* _What needs to be done_:
Treat the line containing "async fn wait_for_stop(mut" as the first line of the answer and the last line of the data as its final line, reproducing every line between exactly.

Data extracted from a collection
<<<<

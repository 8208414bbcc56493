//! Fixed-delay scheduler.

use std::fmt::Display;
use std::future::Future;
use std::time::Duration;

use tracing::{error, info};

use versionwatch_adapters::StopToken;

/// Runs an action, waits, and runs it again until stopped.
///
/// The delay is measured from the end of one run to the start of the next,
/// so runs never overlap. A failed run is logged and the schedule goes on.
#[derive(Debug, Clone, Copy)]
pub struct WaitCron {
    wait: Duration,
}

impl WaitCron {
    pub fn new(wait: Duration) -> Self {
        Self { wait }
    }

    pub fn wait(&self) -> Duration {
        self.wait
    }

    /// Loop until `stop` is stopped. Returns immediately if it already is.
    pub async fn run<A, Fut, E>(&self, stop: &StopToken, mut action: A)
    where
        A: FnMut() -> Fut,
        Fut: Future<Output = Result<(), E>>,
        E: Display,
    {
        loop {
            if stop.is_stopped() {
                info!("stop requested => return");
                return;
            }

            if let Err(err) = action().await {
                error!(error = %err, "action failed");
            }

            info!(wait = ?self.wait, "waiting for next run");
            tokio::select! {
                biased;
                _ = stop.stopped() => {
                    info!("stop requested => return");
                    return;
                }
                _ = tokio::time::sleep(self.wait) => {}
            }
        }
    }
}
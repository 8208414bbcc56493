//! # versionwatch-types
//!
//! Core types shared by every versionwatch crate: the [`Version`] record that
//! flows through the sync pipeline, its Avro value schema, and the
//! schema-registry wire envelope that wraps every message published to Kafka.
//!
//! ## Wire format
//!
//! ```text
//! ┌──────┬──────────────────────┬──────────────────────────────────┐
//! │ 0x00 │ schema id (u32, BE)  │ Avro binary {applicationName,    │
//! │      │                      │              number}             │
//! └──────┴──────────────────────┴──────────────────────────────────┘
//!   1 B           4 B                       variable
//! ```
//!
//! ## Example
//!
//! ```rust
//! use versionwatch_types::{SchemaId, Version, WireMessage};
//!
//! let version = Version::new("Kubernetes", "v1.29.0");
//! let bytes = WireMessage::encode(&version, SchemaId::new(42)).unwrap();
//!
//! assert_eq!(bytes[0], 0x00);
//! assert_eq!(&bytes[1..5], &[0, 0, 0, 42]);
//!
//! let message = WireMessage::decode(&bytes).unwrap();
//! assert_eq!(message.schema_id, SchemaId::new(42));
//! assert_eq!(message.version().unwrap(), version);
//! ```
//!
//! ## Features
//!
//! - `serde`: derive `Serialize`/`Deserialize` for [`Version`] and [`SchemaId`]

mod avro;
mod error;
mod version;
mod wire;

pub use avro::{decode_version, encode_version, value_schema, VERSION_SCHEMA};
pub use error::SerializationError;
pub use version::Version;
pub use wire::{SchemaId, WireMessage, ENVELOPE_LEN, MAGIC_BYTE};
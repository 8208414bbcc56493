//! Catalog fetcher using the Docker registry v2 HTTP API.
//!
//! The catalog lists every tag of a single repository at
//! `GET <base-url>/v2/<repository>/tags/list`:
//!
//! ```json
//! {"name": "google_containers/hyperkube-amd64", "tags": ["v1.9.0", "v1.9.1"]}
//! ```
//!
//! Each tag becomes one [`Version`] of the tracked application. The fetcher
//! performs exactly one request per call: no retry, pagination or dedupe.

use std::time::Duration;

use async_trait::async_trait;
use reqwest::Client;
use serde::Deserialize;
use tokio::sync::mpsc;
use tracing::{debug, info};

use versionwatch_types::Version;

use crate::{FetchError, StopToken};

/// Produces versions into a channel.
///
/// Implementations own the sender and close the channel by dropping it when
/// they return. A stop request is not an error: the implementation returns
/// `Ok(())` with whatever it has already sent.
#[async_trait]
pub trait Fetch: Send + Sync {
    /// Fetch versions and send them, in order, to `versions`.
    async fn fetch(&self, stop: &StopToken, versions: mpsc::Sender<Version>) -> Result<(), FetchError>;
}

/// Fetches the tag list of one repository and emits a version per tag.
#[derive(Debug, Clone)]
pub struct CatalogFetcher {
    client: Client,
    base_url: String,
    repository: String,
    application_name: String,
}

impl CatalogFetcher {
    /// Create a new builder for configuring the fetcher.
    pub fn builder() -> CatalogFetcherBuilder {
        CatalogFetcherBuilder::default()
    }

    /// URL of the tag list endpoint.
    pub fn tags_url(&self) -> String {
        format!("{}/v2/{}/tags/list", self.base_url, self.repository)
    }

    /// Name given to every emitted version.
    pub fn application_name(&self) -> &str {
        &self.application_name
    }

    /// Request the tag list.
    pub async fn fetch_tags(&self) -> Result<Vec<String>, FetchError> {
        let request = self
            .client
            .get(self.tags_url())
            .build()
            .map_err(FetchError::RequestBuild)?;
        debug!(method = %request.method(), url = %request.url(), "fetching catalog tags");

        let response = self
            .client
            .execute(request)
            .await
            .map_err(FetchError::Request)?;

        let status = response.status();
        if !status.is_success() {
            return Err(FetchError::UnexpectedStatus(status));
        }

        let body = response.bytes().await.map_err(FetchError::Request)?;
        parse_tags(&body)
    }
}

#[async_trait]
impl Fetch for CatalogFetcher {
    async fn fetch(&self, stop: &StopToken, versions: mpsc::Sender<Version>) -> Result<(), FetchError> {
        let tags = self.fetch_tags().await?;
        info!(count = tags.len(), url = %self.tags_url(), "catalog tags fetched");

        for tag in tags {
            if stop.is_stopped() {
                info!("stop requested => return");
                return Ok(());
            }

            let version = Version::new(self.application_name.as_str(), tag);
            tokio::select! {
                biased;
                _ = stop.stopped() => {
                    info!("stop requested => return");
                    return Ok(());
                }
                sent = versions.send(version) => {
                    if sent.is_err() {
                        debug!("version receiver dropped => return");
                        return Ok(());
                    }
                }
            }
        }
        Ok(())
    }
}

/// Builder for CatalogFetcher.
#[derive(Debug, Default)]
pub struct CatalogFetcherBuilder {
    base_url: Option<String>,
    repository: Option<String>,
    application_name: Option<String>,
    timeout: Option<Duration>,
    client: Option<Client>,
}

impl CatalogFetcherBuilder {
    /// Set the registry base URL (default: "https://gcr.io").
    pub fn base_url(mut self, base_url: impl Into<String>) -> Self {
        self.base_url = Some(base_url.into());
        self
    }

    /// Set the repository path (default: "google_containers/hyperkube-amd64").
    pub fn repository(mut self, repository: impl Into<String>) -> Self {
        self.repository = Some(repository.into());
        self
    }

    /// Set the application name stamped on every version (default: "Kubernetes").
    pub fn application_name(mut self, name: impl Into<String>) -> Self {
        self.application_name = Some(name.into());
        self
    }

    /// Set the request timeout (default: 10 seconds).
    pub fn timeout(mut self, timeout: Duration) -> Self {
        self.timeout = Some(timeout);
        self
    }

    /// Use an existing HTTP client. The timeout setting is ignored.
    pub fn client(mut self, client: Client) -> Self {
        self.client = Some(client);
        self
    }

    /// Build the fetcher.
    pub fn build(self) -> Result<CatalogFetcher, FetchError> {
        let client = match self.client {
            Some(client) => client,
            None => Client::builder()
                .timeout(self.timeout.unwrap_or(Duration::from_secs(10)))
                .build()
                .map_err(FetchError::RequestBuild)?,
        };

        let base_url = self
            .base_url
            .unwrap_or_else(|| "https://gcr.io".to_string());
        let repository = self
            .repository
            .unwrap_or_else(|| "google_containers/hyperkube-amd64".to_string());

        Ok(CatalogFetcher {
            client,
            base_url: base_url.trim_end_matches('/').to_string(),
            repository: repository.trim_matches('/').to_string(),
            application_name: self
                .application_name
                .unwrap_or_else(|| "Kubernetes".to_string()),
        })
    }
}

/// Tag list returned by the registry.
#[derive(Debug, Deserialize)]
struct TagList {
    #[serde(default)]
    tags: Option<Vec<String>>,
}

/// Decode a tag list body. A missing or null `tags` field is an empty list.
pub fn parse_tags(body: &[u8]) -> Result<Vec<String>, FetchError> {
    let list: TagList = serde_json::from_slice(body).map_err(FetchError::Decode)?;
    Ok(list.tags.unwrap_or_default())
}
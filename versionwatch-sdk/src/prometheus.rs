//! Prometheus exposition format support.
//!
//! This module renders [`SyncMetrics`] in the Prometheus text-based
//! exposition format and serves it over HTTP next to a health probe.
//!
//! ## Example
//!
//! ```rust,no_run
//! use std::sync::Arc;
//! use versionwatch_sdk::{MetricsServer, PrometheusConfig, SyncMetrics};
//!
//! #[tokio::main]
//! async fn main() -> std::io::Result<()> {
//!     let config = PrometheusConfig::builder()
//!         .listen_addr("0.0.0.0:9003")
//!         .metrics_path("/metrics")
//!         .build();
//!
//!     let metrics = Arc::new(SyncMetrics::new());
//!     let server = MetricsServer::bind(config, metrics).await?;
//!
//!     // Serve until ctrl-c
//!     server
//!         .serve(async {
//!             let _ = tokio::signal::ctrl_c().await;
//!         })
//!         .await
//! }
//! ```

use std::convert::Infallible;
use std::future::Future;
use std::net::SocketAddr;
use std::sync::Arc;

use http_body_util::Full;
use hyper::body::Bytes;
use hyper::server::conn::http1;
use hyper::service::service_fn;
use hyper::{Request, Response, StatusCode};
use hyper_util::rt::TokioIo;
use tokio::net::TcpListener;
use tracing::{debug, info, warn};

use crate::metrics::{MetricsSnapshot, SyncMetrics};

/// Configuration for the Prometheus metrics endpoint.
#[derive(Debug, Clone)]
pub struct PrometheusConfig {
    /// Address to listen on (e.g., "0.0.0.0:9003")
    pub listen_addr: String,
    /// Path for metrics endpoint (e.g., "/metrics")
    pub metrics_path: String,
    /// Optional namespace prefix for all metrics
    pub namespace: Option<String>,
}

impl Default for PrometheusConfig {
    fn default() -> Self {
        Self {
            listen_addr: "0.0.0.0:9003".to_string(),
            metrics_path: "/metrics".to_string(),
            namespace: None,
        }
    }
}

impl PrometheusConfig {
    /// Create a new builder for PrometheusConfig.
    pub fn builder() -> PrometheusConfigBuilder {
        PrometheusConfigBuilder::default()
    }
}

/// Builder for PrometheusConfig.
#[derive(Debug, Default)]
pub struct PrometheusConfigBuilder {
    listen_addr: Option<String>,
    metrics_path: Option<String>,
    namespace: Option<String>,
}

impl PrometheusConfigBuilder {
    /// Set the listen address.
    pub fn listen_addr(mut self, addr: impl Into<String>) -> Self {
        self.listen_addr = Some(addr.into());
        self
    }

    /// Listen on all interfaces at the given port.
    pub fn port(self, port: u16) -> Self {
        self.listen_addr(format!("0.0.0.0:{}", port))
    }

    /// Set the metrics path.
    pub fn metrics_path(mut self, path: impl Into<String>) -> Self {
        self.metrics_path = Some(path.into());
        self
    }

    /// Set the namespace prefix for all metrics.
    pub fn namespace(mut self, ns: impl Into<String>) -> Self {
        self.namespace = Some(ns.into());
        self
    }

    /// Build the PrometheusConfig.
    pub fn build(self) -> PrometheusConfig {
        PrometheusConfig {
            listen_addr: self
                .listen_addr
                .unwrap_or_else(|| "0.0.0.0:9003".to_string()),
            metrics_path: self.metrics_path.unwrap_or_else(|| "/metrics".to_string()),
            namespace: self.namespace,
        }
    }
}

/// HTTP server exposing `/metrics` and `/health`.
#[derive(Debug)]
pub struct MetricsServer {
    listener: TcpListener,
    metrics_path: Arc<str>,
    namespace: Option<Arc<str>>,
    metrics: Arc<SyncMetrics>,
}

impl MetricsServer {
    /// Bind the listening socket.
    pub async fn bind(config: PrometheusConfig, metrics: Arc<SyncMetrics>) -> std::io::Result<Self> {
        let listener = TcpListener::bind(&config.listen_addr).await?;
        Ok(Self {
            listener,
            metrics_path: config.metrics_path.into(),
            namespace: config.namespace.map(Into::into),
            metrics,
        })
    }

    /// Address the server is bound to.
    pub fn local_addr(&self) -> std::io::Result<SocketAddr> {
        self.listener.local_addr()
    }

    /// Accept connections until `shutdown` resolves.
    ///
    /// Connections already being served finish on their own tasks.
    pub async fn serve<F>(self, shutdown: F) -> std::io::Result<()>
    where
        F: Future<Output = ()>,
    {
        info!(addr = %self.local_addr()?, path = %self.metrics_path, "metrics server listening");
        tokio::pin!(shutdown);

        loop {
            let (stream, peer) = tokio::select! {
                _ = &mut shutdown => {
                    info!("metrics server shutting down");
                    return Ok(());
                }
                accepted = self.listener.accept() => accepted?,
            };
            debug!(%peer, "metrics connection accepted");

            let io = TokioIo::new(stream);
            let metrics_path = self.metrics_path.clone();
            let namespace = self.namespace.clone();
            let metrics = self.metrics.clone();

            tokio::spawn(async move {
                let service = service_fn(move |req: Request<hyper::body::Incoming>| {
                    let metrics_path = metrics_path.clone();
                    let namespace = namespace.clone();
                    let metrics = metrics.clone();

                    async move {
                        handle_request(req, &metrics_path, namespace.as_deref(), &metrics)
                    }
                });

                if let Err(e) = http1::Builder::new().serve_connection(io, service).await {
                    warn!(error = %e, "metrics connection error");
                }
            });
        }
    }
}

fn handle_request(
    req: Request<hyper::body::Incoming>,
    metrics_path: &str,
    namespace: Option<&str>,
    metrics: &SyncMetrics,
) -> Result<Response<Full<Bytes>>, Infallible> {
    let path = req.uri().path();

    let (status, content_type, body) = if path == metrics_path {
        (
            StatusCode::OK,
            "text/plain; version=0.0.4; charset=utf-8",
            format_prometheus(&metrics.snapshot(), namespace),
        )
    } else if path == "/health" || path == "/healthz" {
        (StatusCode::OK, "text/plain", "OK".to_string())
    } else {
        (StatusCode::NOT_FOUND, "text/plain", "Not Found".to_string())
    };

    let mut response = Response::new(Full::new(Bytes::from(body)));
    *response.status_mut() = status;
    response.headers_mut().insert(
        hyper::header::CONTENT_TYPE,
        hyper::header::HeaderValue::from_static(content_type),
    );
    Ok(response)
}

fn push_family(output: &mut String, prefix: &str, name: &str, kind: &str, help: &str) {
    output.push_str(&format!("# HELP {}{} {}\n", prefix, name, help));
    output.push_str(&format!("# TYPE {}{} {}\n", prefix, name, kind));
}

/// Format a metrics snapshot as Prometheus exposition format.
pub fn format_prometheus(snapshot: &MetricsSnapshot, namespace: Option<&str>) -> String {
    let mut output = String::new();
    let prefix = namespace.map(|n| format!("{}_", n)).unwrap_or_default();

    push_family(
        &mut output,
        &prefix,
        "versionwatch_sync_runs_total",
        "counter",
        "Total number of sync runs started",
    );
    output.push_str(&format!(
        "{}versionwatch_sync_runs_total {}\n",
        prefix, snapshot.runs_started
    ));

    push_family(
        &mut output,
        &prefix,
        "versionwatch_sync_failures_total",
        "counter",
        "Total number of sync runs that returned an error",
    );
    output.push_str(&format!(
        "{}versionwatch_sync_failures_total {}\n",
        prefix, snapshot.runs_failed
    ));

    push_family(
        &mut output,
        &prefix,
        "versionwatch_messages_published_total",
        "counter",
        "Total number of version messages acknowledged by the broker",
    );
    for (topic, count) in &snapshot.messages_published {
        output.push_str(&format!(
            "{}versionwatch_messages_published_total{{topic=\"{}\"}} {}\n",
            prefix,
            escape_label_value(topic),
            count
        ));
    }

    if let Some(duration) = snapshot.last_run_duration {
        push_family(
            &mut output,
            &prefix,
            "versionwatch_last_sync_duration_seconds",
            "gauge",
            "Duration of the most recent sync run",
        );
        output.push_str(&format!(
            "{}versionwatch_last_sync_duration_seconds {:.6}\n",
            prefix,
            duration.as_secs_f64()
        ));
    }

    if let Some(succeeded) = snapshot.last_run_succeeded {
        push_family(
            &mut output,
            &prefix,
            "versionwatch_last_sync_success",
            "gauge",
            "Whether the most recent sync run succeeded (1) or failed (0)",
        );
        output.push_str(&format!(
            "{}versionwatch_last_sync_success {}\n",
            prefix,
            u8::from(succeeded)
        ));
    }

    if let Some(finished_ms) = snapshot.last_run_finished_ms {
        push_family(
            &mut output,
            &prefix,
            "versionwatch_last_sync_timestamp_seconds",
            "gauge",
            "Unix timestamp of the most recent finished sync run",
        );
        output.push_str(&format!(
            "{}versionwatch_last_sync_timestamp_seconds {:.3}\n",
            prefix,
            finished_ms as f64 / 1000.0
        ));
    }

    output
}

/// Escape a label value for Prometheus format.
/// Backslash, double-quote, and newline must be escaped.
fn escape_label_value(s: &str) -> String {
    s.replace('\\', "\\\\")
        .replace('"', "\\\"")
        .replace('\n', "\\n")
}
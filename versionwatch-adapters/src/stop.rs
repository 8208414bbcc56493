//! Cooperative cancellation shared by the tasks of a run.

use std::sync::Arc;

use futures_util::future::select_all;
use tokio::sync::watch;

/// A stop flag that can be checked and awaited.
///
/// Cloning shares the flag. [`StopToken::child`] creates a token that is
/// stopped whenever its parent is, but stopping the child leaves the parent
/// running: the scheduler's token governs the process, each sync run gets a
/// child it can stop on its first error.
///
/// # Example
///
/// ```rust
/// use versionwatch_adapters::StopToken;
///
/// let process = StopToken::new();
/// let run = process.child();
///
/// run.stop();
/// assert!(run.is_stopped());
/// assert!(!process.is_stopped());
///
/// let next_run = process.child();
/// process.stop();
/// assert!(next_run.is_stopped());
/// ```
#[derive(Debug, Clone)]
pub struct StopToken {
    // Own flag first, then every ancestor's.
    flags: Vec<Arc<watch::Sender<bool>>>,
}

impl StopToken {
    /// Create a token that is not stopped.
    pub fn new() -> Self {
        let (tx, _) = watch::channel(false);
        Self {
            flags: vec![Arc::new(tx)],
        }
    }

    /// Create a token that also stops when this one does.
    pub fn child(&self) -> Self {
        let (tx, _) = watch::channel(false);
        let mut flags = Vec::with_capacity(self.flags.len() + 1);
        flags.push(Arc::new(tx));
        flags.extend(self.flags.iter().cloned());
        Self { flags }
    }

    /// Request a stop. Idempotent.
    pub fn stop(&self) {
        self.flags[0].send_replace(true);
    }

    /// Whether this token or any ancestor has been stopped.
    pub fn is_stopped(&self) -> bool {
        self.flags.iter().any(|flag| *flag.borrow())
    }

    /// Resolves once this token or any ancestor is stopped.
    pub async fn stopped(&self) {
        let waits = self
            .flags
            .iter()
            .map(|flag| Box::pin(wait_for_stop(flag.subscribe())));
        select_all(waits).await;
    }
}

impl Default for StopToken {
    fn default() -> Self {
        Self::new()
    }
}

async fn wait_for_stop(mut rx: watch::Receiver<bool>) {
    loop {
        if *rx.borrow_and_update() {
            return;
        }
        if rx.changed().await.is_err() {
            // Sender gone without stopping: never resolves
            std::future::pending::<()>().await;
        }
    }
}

>>>>

* _Solution to this task_:
async fn wait_for_stop(mut rx: watch::Receiver<bool>) {
    loop {
        if *rx.borrow_and_update() {
            return;
        }
        if rx.changed().await.is_err() {
            // Sender gone without stopping: never resolves
            std::future::pending::<()>().await;
        }
    }
}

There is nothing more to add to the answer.